Knock On Any Door - I missed this in the last roundup, I think, but this Nicholas Ray courtroom drama is a pretty mediocre addition to that genre, with a lackluster Humphrey Bogart performance as a lawyer defending a juvenile delinquent from a murder rap. Turns out the slums forced John Derek to be a petty thief and copkiller, at least that appears to be Bogart's argument. It's all a little more complex than that, and nothing shot by Ray can be without interest, but there's not much of a story here.
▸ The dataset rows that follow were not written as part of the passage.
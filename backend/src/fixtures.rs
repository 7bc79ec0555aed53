use shared::models::{Playlist, PremiumPlan};
use crate::store::{PlaylistStore, StoreError};

const PLAYLISTS_JSON: &str = include_str!("../fixtures/playlists.json");
const PLANS_JSON: &str = include_str!("../fixtures/plans.json");

pub fn seed_playlists() -> Result<Vec<Playlist>, StoreError> {
    serde_json::from_str(PLAYLISTS_JSON).map_err(|e| StoreError::Fixtures(format!("playlists: {}", e)))
}

pub fn seed_plans() -> Result<Vec<PremiumPlan>, StoreError> {
    serde_json::from_str(PLANS_JSON).map_err(|e| StoreError::Fixtures(format!("plans: {}", e)))
}

pub fn seeded_store() -> Result<PlaylistStore, StoreError> {
    PlaylistStore::new(seed_playlists()?, seed_plans()?)
}
use crate::error::ApiError;
use uuid::Uuid;

pub fn parse_playlist_id(id: &str) -> Result<Uuid, ApiError> {
    Uuid::parse_str(id).map_err(|_| ApiError::InvalidId)
}

/// Limits are keyed by address; the fingerprint carries a client-chosen id.
pub fn vote_limit_key(ip: &str) -> String {
    format!("vote:{}", ip)
}

pub fn comment_limit_key(ip: &str, playlist_id: Uuid) -> String {
    format!("comment:{}:{}", ip, playlist_id)
}
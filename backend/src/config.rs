use std::str::FromStr;
use tracing::warn;

pub const DEFAULT_FEATURED_LIMIT: usize = 6;
pub const DEFAULT_SIMILAR_LIMIT: usize = 4;
pub const DEFAULT_CORS_ORIGIN_PREFIX: &str = "http://localhost";
pub const DEFAULT_VOTES_PER_MINUTE: u32 = 30;
pub const DEFAULT_COMMENTS_PER_MINUTE: u32 = 3;

#[derive(Debug, Clone, PartialEq)]
pub struct ServerConfig {
    pub featured_limit: usize,
    pub similar_limit: usize,
    pub cors_origin_prefix: String,
    pub votes_per_minute: u32,
    pub comments_per_minute: u32,
}

impl Default for ServerConfig {
    fn default() -> Self {
        Self {
            featured_limit: DEFAULT_FEATURED_LIMIT,
            similar_limit: DEFAULT_SIMILAR_LIMIT,
            cors_origin_prefix: DEFAULT_CORS_ORIGIN_PREFIX.to_string(),
            votes_per_minute: DEFAULT_VOTES_PER_MINUTE,
            comments_per_minute: DEFAULT_COMMENTS_PER_MINUTE,
        }
    }
}

fn parse_or<T: FromStr>(key: &str, value: Option<String>, default: T) -> T {
    match value {
        Some(raw) => raw.trim().parse().unwrap_or_else(|_| {
            warn!("{} has invalid value {:?} - using default", key, raw);
            default
        }),
        None => default,
    }
}

impl ServerConfig {
    /// Reads settings through `lookup` (the deployment's secret store), falling back to defaults.
    pub fn from_lookup(lookup: impl Fn(&str) -> Option<String>) -> Self {
        let defaults = Self::default();
        Self {
            featured_limit: parse_or("FEATURED_LIMIT", lookup("FEATURED_LIMIT"), defaults.featured_limit),
            similar_limit: parse_or("SIMILAR_LIMIT", lookup("SIMILAR_LIMIT"), defaults.similar_limit),
            cors_origin_prefix: lookup("CORS_ORIGIN_PREFIX")
                .filter(|v| !v.trim().is_empty())
                .unwrap_or(defaults.cors_origin_prefix),
            votes_per_minute: parse_or("VOTES_PER_MINUTE", lookup("VOTES_PER_MINUTE"), defaults.votes_per_minute),
            comments_per_minute: parse_or("COMMENTS_PER_MINUTE", lookup("COMMENTS_PER_MINUTE"), defaults.comments_per_minute),
        }
    }
}
use serde::{Serialize, Deserialize};
use crate::models::VoteResponse;

pub type Score = i64;

/// The acting user's current vote on one playlist.
#[derive(Debug, Clone, Copy, Default, PartialEq, Eq, Hash, Serialize, Deserialize)]
#[serde(rename_all = "lowercase")]
pub enum VoteState {
    Up,
    Down,
    #[default]
    None,
}

impl VoteState {
    pub const fn weight(self) -> Score {
        match self {
            VoteState::Up => 1,
            VoteState::Down => -1,
            VoteState::None => 0,
        }
    }

    pub const fn is_up(self) -> bool {
        matches!(self, VoteState::Up)
    }

    pub const fn is_down(self) -> bool {
        matches!(self, VoteState::Down)
    }
}

/// The button the user pressed.
#[derive(Debug, Clone, Copy, PartialEq, Eq, Hash, Serialize, Deserialize)]
#[serde(rename_all = "lowercase")]
pub enum VoteAction {
    Up,
    Down,
}

impl VoteAction {
    pub const fn target(self) -> VoteState {
        match self {
            VoteAction::Up => VoteState::Up,
            VoteAction::Down => VoteState::Down,
        }
    }

    /// Pressing the button of the vote already held clears it.
    pub fn resolve(self, current: VoteState) -> VoteState {
        if current == self.target() { VoteState::None } else { self.target() }
    }
}

pub fn apply(score: Score, current: VoteState, action: VoteAction) -> (Score, VoteState) {
    let next = action.resolve(current);
    (score.saturating_add(next.weight() - current.weight()), next)
}

#[derive(Debug, Clone, Copy, Default, PartialEq, Eq, Serialize, Deserialize)]
#[serde(rename_all = "camelCase")]
pub struct VoteTally {
    pub score: Score,
    pub vote: VoteState,
}

impl VoteTally {
    pub const fn new(score: Score, vote: VoteState) -> Self {
        Self { score, vote }
    }

    pub fn apply(self, action: VoteAction) -> Self {
        let (score, vote) = apply(self.score, self.vote, action);
        Self { score, vote }
    }
}

/// What the vote buttons show while a vote request may be in flight.
#[derive(Debug, Clone, Copy, Default, PartialEq, Eq)]
pub struct OptimisticTally {
    shown: VoteTally,
    rollback: Option<VoteTally>,
}

impl OptimisticTally {
    pub const fn new(tally: VoteTally) -> Self {
        Self { shown: tally, rollback: None }
    }

    pub const fn shown(&self) -> VoteTally {
        self.shown
    }

    pub const fn is_pending(&self) -> bool {
        self.rollback.is_some()
    }

    /// Applies the press locally. Returns `false` and changes nothing while
    /// an earlier press is still unanswered.
    pub fn press(&mut self, action: VoteAction) -> bool {
        if self.is_pending() {
            return false;
        }
        self.rollback = Some(self.shown);
        self.shown = self.shown.apply(action);
        true
    }

    /// The server's answer replaces whatever was applied locally.
    pub fn confirm(&mut self, response: &VoteResponse) {
        self.shown = VoteTally::new(response.score, response.user_vote);
        self.rollback = None;
    }

    pub fn fail(&mut self) {
        if let Some(previous) = self.rollback.take() {
            self.shown = previous;
        }
    }
}
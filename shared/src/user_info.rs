use serde::{Serialize, Deserialize};

pub const CLIENT_ID_HEADER: &str = "X-Client-Id";

/// Identifies the voter behind a request.
#[derive(Debug, Clone, Serialize, Deserialize)]
pub struct UserInfo {
    pub user_fingerprint: String,
    pub ip: String,
}

pub fn generate_server_fingerprint(ip: &str, user_agent: Option<&str>, client_id: Option<&str>) -> String {
    use base64::engine::general_purpose::URL_SAFE;
    use base64::Engine;
    use sha2::{Sha256, Digest};

    let mut hasher = Sha256::new();
    hasher.update(ip.as_bytes());
    if let Some(ua) = user_agent {
        hasher.update(b"|ua:");
        hasher.update(ua.as_bytes());
    }
    if let Some(id) = client_id.filter(|id| !id.trim().is_empty()) {
        hasher.update(b"|client:");
        hasher.update(id.trim().as_bytes());
    }
    URL_SAFE.encode(hasher.finalize())
}

#[cfg(feature = "backend")]
mod backend_impl {
    use super::*;
    use rocket::request::{FromRequest, Outcome};
    use rocket::Request;

    #[rocket::async_trait]
    impl<'r> FromRequest<'r> for UserInfo {
        type Error = ();

        async fn from_request(req: &'r Request<'_>) -> Outcome<Self, Self::Error> {
            let headers = req.headers();
            let ip = headers.get_one("X-Real-IP")
                .or_else(|| headers.get_one("X-Forwarded-For").and_then(|v| v.split(',').next()))
                .map(str::trim)
                .unwrap_or("0.0.0.0")
                .to_string();

            let user_agent = headers.get_one("User-Agent");
            let client_id = headers.get_one(CLIENT_ID_HEADER);
            let fingerprint = generate_server_fingerprint(&ip, user_agent, client_id);

            Outcome::Success(UserInfo {
                user_fingerprint: fingerprint,
                ip,
            })
        }
    }
}
use rocket::fairing::{Fairing, Info, Kind};
use rocket::{Request, Response};
use rocket::http::Header;
use shared::user_info::CLIENT_ID_HEADER;

pub struct Cors {
    origin_prefix: String,
}

impl Cors {
    pub fn new(origin_prefix: impl Into<String>) -> Self {
        Self { origin_prefix: origin_prefix.into() }
    }

    pub fn allows(&self, origin: &str) -> bool {
        origin.starts_with(&self.origin_prefix)
    }
}

#[rocket::async_trait]
impl Fairing for Cors {
    fn info(&self) -> Info {
        Info {
            name: "CORS",
            kind: Kind::Response
        }
    }

    async fn on_response<'r>(&self, req: &'r Request<'_>, res: &mut Response<'r>) {
        let Some(origin) = req.headers().get_one("Origin") else { return };

        if self.allows(origin) {
            res.set_header(Header::new("Access-Control-Allow-Origin", origin.to_string()));
            res.set_header(Header::new("Access-Control-Allow-Methods", "POST, GET, OPTIONS"));
            res.set_header(Header::new("Access-Control-Allow-Headers", format!("Content-Type, {}", CLIENT_ID_HEADER)));
            res.set_header(Header::new("Access-Control-Max-Age", "86400"));
            res.set_header(Header::new("Vary", "Origin"));
        }
    }
}
//! Module for testing using fuzzing (quickcheck)

use std::collections::BTreeSet;
use std::fmt::Debug;

use crate::*;
use quickcheck::Arbitrary;

mod basic;

/// An operation on an allocator. Addresses are given as host offsets within the subnet, where a
/// requested offset of `0` stands for "no preference".
#[derive(Debug, PartialEq, Clone, Copy)]
enum Operation {
    Allocate(u8),
    Reserve(u8),
    Release(u8),
}

#[cfg(miri)]
const DEFAULT_NUM_TESTS: usize = 10;
#[cfg(not(miri))]
const DEFAULT_NUM_TESTS: usize = 2000;
const DEFAULT_GEN_SIZE: usize = 100;

fn proptest_runner<A: Arbitrary + Debug + PartialEq, F: Fn(A) -> bool>(f: F) {
    let num_tests: usize = std::env::var("QUICKCHECK_TESTS")
        .ok()
        .and_then(|x| x.parse::<usize>().ok())
        .unwrap_or(DEFAULT_NUM_TESTS);

    let gen_size: usize = std::env::var("QUICKCHECK_GENERATOR_SIZE")
        .ok()
        .and_then(|x| x.parse::<usize>().ok())
        .unwrap_or(DEFAULT_GEN_SIZE);

    let mut gen = quickcheck::Gen::new(gen_size);

    // sample all inputs
    for _ in 0..num_tests {
        let input = A::arbitrary(&mut gen);
        let input_c = input.clone();
        let success = f(input_c);
        if !success {
            shrink_failure(f, input)
        }
    }
}

fn shrink_failure<A: Arbitrary + Debug + PartialEq, F: Fn(A) -> bool>(f: F, input: A) -> ! {
    for i in input.shrink() {
        let i_c = i.clone();
        let success = f(i_c);
        if !success {
            shrink_failure(f, i)
        }
    }
    // if we reach this point, then all shrunken inputs work. Therefore, `inputs` is the minimal
    // input
    panic!(
        "[QUICKCHECK] Test case failed!\n  Minimal input:\n    {:?}",
        input
    );
}

#[allow(missing_docs)]
#[macro_export]
macro_rules! qc {
    ($name:ident, $f:ident) => {
        #[test]
        fn $name() {
            proptest_runner($f)
        }
    };
}

impl Arbitrary for Operation {
    fn arbitrary(g: &mut quickcheck::Gen) -> Self {
        let host = u8::arbitrary(g);
        match g.choose(&[0, 0, 0, 0, 0, 1, 2, 2, 2, 2]).copied().unwrap_or_default() {
            0 => Self::Allocate(*g.choose(&[0, 0, host]).unwrap_or(&0)),
            1 => Self::Reserve(host),
            _ => Self::Release(host),
        }
    }

    fn shrink(&self) -> Box<dyn Iterator<Item = Self>> {
        match *self {
            Operation::Allocate(h) => Box::new(h.shrink().map(Operation::Allocate)),
            Operation::Reserve(h) => Box::new(h.shrink().map(Operation::Reserve)),
            Operation::Release(h) => Box::new(h.shrink().map(Operation::Release)),
        }
    }
}

/// Reference implementation of the allocator: a plain ordered set of allocated addresses.
struct Model {
    network: u32,
    broadcast: u32,
    allocated: BTreeSet<u32>,
}

impl Model {
    fn new(pool: &AddressAllocator<(u32, u8)>) -> Self {
        Self {
            network: pool.subnet().network(),
            broadcast: pool.subnet().broadcast(),
            allocated: pool.iter().collect(),
        }
    }

    fn allocate(&mut self, requested: u32) -> Result<u32, Error> {
        let start = requested.max(self.network);
        let addr = (start..=self.broadcast)
            .find(|a| !self.allocated.contains(a))
            .ok_or(Error::Exhausted)?;
        self.allocated.insert(addr);
        Ok(addr)
    }

    fn reserve(&mut self, addr: u32) -> Result<(), Error> {
        if addr < self.network || addr > self.broadcast {
            Err(Error::OutOfSubnet { addr: addr as u64 })
        } else if !self.allocated.insert(addr) {
            Err(Error::AlreadyAllocated { addr: addr as u64 })
        } else {
            Ok(())
        }
    }

    fn release(&mut self, addr: u32) -> Result<(), Error> {
        if addr < self.network || addr > self.broadcast {
            Err(Error::OutOfSubnet { addr: addr as u64 })
        } else if !self.allocated.remove(&addr) {
            Err(Error::NotAllocated { addr: addr as u64 })
        } else {
            Ok(())
        }
    }
}

/// Apply all operations to both the allocator and the model, and check that they agree after
/// every single step.
fn run(pool: &mut AddressAllocator<(u32, u8)>, ops: Vec<Operation>) -> bool {
    let mut model = Model::new(pool);
    let network = model.network;
    let to_addr = |host: u8| network.wrapping_add(host as u32);

    for op in ops {
        let agree = match op {
            Operation::Allocate(0) => pool.allocate(0) == model.allocate(0),
            Operation::Allocate(h) => pool.allocate(to_addr(h)) == model.allocate(to_addr(h)),
            Operation::Reserve(h) => pool.reserve(to_addr(h)) == model.reserve(to_addr(h)),
            Operation::Release(h) => pool.release(to_addr(h)) == model.release(to_addr(h)),
        };
        if !agree {
            return false;
        }
        pool.assert_consistent();
        if pool.len() != model.allocated.len()
            || !pool.iter().eq(model.allocated.iter().copied())
            || pool.count_free() != pool.capacity() - model.allocated.len() as u128
        {
            return false;
        }
    }
    true
}
//! Code to write a newly allocated address into the trie.

use super::*;

impl<S> AddressAllocator<S>
where
    S: Subnet,
{
    /// Materialize the path from the subnet root to `addr`, make the last node a full leaf, and
    /// recompute the fullness of every node on the way back up.
    ///
    /// `addr` must be free, and the table must have room for `host_bits` new nodes (see
    /// [`Table::reserve`]), so this function cannot fail halfway.
    pub(super) fn insert(&mut self, addr: S::R) {
        let host_bits = self.subnet.host_bits();
        let mut path = Vec::with_capacity(host_bits as usize);
        let mut idx = self.subnet_root;
        for bit in (0..host_bits).rev() {
            path.push(idx);
            let right = bit_at(addr, bit);
            idx = match self.table.get_child(idx, right) {
                Some(child) => child,
                None => {
                    let child = self.table.new_node(bit == 0);
                    self.table.set_child(idx, child, right);
                    child
                }
            };
        }
        debug_assert!(self.table[idx].is_childless());
        self.table[idx].full = true;

        for idx in path.into_iter().rev() {
            self.table.update_fullness(idx);
        }
    }
}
Wuthering Heights - William Wyler's adaptation of the Emily Brontë classic stars Laurence Olivier as the stable boy turned angry young gentleman jerked around by Merle Oberon's crazy Cathy, who's torn between sex with Olivier and money with David Niven. Perhaps as is necessary with an adaptation of such a famous book (which I've never read) the whole thing feels extremely rushed (every conversation is about Heathcliff, it's like these people have nothing else to talk about). The Cathy character, in particular, seems underwritten. There's no explanation for her radical changes of mood from scene to scene, the only explanation I'm left with is that she's totally insane, which I guess works because Heathcliff's stalker stable boy isn't exactly Mr. Rational. The sexual psychology is cheap and obvious (Penistone Crag? Seriously??) Gregg Toland's cinematography is quite nice though, tracking deep-focus shots and all that, but he did better with Welles and Ford. The film's alright, but I don't get its enduring reputation as a great film.